[Task input]
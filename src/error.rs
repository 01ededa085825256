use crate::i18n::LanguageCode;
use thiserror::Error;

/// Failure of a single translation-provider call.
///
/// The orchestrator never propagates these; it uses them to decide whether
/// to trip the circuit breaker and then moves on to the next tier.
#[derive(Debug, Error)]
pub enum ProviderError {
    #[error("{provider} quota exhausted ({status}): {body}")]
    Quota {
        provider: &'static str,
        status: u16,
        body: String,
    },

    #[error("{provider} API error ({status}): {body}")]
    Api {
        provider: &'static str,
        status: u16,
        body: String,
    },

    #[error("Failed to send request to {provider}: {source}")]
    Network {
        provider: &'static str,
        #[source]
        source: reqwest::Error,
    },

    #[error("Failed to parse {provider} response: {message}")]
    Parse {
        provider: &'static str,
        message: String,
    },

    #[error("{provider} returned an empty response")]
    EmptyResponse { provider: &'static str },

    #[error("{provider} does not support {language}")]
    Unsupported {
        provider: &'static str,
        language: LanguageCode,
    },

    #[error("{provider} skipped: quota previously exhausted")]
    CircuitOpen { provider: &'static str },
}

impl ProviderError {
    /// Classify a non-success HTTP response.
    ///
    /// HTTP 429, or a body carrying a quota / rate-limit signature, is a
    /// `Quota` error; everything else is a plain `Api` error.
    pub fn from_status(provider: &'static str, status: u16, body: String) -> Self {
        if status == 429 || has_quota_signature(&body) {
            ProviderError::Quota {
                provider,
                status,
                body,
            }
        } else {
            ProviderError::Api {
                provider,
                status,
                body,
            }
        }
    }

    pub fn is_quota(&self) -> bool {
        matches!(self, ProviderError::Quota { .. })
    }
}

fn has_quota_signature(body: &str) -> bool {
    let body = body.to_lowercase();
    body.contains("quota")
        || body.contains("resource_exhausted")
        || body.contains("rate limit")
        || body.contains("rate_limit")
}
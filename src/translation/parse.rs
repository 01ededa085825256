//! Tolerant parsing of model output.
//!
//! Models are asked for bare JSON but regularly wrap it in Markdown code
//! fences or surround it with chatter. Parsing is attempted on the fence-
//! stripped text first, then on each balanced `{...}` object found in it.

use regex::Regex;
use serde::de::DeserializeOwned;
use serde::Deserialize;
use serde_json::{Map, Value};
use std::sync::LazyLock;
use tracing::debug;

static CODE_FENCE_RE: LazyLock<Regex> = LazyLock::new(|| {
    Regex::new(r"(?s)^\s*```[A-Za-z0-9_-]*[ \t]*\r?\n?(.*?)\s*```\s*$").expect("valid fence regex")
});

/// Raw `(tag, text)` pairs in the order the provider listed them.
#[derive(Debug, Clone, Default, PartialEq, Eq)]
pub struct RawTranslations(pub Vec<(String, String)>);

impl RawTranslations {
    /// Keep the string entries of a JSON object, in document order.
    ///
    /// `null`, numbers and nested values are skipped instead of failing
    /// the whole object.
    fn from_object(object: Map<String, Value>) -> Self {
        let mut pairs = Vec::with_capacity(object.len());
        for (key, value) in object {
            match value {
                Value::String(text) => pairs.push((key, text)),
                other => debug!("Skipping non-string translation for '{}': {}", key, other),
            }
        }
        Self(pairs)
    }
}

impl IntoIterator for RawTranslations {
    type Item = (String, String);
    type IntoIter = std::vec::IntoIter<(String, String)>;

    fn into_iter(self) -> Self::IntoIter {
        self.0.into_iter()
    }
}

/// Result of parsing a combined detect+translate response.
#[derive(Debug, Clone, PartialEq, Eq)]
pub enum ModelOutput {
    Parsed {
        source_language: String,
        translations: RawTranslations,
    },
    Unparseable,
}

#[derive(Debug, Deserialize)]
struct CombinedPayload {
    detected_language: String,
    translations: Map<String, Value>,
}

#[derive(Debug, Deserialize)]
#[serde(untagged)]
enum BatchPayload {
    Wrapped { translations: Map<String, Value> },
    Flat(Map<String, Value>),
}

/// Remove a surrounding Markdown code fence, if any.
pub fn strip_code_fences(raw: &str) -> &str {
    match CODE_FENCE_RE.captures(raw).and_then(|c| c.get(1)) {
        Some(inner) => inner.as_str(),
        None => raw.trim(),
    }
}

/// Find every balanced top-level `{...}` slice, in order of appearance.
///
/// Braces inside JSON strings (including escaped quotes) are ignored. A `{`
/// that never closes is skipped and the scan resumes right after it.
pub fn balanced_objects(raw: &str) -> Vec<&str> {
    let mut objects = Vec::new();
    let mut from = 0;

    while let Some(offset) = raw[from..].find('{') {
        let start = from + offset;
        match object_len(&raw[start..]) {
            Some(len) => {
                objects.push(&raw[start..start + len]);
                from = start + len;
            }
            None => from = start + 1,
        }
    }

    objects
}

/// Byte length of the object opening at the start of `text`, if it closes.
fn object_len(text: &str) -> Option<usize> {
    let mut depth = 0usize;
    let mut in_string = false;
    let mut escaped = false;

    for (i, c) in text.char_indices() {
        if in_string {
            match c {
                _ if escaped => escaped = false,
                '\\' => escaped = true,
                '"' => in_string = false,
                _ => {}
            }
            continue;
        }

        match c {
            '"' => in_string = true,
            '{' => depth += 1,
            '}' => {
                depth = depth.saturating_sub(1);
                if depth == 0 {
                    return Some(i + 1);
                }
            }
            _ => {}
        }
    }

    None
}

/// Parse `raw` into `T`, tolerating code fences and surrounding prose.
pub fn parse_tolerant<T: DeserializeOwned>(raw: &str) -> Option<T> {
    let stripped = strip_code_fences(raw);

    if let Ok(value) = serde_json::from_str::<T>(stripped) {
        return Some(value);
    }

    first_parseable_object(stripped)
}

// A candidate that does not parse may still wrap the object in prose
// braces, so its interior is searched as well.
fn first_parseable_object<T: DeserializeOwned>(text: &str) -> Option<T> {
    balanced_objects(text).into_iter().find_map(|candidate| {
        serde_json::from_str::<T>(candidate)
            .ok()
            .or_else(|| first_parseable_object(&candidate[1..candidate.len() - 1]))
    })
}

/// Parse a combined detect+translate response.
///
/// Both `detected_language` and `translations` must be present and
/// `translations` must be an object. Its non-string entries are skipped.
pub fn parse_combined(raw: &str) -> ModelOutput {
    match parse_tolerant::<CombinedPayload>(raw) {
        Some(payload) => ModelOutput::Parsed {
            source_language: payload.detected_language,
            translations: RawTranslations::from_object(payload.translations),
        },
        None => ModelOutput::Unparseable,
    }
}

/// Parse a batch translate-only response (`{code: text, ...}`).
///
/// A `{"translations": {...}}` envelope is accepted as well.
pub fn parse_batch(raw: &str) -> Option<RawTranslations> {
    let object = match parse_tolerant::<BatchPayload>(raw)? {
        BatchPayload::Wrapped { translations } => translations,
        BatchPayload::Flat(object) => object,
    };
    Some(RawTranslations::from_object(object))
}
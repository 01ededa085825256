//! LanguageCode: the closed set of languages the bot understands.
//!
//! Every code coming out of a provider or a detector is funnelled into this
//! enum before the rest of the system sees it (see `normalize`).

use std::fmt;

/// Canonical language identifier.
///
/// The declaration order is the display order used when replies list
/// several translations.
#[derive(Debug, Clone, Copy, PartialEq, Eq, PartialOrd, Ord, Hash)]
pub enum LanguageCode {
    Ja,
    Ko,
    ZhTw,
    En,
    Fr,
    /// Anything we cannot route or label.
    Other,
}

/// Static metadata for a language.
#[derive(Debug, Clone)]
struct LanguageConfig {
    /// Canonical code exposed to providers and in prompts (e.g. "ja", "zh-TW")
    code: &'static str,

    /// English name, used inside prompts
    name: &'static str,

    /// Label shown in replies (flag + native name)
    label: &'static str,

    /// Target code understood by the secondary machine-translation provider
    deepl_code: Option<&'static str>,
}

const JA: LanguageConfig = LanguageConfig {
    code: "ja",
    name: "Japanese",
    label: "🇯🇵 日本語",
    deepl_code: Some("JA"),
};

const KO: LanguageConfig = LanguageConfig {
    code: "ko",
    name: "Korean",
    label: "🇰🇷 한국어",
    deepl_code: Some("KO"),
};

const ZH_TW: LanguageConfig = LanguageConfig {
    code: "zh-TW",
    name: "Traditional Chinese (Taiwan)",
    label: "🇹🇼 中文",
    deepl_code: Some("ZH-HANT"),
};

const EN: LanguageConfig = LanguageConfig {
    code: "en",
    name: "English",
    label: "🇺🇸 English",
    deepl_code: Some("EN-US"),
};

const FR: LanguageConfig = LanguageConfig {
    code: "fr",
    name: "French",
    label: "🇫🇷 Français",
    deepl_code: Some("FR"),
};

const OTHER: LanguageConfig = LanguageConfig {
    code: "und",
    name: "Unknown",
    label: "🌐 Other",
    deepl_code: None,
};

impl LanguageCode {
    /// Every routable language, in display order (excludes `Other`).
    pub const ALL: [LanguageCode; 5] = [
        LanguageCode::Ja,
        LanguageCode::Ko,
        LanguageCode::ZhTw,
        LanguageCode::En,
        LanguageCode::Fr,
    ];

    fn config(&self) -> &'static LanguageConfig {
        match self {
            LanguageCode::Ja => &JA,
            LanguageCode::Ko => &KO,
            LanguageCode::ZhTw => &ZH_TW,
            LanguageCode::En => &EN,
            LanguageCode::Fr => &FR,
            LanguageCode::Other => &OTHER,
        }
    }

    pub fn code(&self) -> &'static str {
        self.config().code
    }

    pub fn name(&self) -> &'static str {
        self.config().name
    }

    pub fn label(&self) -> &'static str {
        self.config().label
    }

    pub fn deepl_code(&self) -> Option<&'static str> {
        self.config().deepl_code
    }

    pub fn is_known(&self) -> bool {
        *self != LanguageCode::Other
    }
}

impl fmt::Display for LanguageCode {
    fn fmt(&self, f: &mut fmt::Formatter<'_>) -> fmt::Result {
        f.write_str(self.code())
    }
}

[Goal of the exercise]
Beginning at the line with "use regex::Regex;" and ending at the line with "right after it.", reproduce each line of the data above exactly, and add no other lines.

[Result of the exercise]
use regex::Regex;
use serde::de::DeserializeOwned;
use serde::Deserialize;
use serde_json::{Map, Value};
use std::sync::LazyLock;
use tracing::debug;

static CODE_FENCE_RE: LazyLock<Regex> = LazyLock::new(|| {
    Regex::new(r"(?s)^\s*```[A-Za-z0-9_-]*[ \t]*\r?\n?(.*?)\s*```\s*$").expect("valid fence regex")
});

/// Raw `(tag, text)` pairs in the order the provider listed them.
#[derive(Debug, Clone, Default, PartialEq, Eq)]
pub struct RawTranslations(pub Vec<(String, String)>);

impl RawTranslations {
    /// Keep the string entries of a JSON object, in document order.
    ///
    /// `null`, numbers and nested values are skipped instead of failing
    /// the whole object.
    fn from_object(object: Map<String, Value>) -> Self {
        let mut pairs = Vec::with_capacity(object.len());
        for (key, value) in object {
            match value {
                Value::String(text) => pairs.push((key, text)),
                other => debug!("Skipping non-string translation for '{}': {}", key, other),
            }
        }
        Self(pairs)
    }
}

impl IntoIterator for RawTranslations {
    type Item = (String, String);
    type IntoIter = std::vec::IntoIter<(String, String)>;

    fn into_iter(self) -> Self::IntoIter {
        self.0.into_iter()
    }
}

/// Result of parsing a combined detect+translate response.
#[derive(Debug, Clone, PartialEq, Eq)]
pub enum ModelOutput {
    Parsed {
        source_language: String,
        translations: RawTranslations,
    },
    Unparseable,
}

#[derive(Debug, Deserialize)]
struct CombinedPayload {
    detected_language: String,
    translations: Map<String, Value>,
}

#[derive(Debug, Deserialize)]
#[serde(untagged)]
enum BatchPayload {
    Wrapped { translations: Map<String, Value> },
    Flat(Map<String, Value>),
}

/// Remove a surrounding Markdown code fence, if any.
pub fn strip_code_fences(raw: &str) -> &str {
    match CODE_FENCE_RE.captures(raw).and_then(|c| c.get(1)) {
        Some(inner) => inner.as_str(),
        None => raw.trim(),
    }
}

/// Find every balanced top-level `{...}` slice, in order of appearance.
///
/// Braces inside JSON strings (including escaped quotes) are ignored. A `{`
/// that never closes is skipped and the scan resumes right after it.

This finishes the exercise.